Task goal
Copy each line below that has "index".

Supplied data
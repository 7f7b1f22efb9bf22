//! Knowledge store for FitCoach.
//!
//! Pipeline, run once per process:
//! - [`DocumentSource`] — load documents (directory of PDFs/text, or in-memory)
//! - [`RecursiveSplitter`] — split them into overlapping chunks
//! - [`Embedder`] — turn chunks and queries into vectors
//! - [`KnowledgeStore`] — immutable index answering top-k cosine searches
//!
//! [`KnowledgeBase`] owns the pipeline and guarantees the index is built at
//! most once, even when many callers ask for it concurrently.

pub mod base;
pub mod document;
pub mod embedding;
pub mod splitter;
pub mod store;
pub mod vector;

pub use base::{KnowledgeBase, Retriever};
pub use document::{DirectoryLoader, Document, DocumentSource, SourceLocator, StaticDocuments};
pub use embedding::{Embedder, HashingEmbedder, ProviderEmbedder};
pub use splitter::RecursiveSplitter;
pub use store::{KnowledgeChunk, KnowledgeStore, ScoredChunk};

Task solution
//! - [`KnowledgeStore`] — immutable index answering top-k cosine searches
//! [`KnowledgeBase`] owns the pipeline and guarantees the index is built at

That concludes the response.